Since Minden has had an unusually wave-less Spring, the Perlan Project team has still made progress through ground testing. In temperatures of 60-70 F the cabin became sweltering. (Not so in 45 degrees at dawn.) But we know the tow in El Calafate will be about one hour long. We tried various dessicants in Morgan’s sauna-like bathroom. There was lots of weighing material before and after absorption and calculations. Then they decided they needed double the dessicant and a more powerful fan for cabin circulation. Once happy with the humidity control, Greg fabricated a carbon fiber receptical for the desiccant container.

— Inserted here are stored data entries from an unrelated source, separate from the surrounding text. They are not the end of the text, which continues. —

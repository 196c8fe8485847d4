use serde::Serialize;

/// Error taxonomy shared by the pricing engine and its collaborator traits.
///
/// Per-discount problems (expired, mistargeted, malformed configuration) are
/// never surfaced through this type — they make the discount ineligible and
/// are absorbed during filtering. Only caller-level contract violations and
/// collaborator failures propagate.
#[derive(Debug, thiserror::Error, Serialize)]
pub enum ServiceError {
    #[error("Validation error: {0}")]
    ValidationError(String),

    #[error("Invalid input: {0}")]
    InvalidInput(String),

    #[error("Invalid operation: {0}")]
    InvalidOperation(String),

    #[error("Not found: {0}")]
    NotFound(String),

    #[error("Internal error: {0}")]
    InternalError(String),

    #[error("Other error: {0}")]
    Other(
        #[from]
        #[serde(skip)]
        anyhow::Error,
    ),
}

impl From<validator::ValidationErrors> for ServiceError {
    fn from(err: validator::ValidationErrors) -> Self {
        ServiceError::ValidationError(err.to_string())
    }
}
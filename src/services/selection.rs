//! Competitive selector: one winner per discount class.
//!
//! Product, order, and shipping discounts never stack within their class;
//! the candidate with the greatest standalone benefit wins. Buy-x-get-y
//! discounts bypass competition entirely and all apply.

use std::cmp::Ordering;

use rust_decimal::Decimal;

use crate::{
    models::{Cart, Discount, DiscountClass},
    services::allocation::discount_amount,
};

/// The winners of competitive selection, borrowed from the eligible set.
#[derive(Debug, Default)]
pub struct DiscountSelection<'a> {
    pub product: Option<&'a Discount>,
    pub order: Option<&'a Discount>,
    pub shipping: Option<&'a Discount>,
    /// All eligible buy-x-get-y discounts, in catalog order.
    pub buy_x_get_y: Vec<&'a Discount>,
}

/// Picks the best discount per class from the eligible set.
///
/// Benefit is what the discount would yield applied alone: product and order
/// candidates are ranked against the pre-discount line subtotal, shipping
/// candidates against the cart's shipping amount.
pub fn select_best<'a>(eligible: &[&'a Discount], cart: &Cart) -> DiscountSelection<'a> {
    let subtotal = cart.subtotal();
    let mut selection = DiscountSelection::default();

    for &discount in eligible {
        match discount.class() {
            Some(class) => {
                let base = match class {
                    DiscountClass::Product | DiscountClass::Order => subtotal,
                    DiscountClass::Shipping => cart.shipping_amount,
                };
                let slot = match class {
                    DiscountClass::Product => &mut selection.product,
                    DiscountClass::Order => &mut selection.order,
                    DiscountClass::Shipping => &mut selection.shipping,
                };
                let benefit = standalone_benefit(discount, base);

                let wins = match *slot {
                    None => true,
                    Some(incumbent) => {
                        outranks(discount, benefit, incumbent, standalone_benefit(incumbent, base))
                    }
                };
                if wins {
                    *slot = Some(discount);
                }
            }
            None => selection.buy_x_get_y.push(discount),
        }
    }

    selection
}

/// Benefit the discount would yield applied alone to `base`.
fn standalone_benefit(discount: &Discount, base: Decimal) -> Decimal {
    discount
        .kind
        .value()
        .map(|value| discount_amount(value, discount.max_discount_amount, base))
        .unwrap_or(Decimal::ZERO)
}

/// Total order over competing candidates: greater benefit wins, then lower
/// priority value, then lower id. An explicit, tested contract rather than a
/// stable-sort accident.
fn outranks(
    candidate: &Discount,
    candidate_benefit: Decimal,
    incumbent: &Discount,
    incumbent_benefit: Decimal,
) -> bool {
    match candidate_benefit.cmp(&incumbent_benefit) {
        Ordering::Greater => true,
        Ordering::Less => false,
        Ordering::Equal => match candidate.priority.cmp(&incumbent.priority) {
            Ordering::Less => true,
            Ordering::Greater => false,
            Ordering::Equal => candidate.id < incumbent.id,
        },
    }
}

The battery is not housed inside the pressurized cabin. So a fitted cover needed to be sewn to conserve the limited heat of the battery. Some of the scientific instruments will also benefit from a (slightly) warmer environment.
And a lot of testing has been conducted on the hatch seals by Keith Kongslie. Once he determined a good initial seal material, it was backed up with stronger seal tubing. Due to manufacturing inconsistencies a dual stage pressurization seal was proved optimal. Then they tested as to whether the material sealed better if applied to the fuselage or to the hatch. (Hatch won.) And of course there was testing to our designed differential, and then to a safety factor of 35%.
In much of the ground testing we used the uniquely designed Life Support Systems Display LSSD. Tom, Morgan and Tim all contributed software code with pilot input from Jim and Miguel.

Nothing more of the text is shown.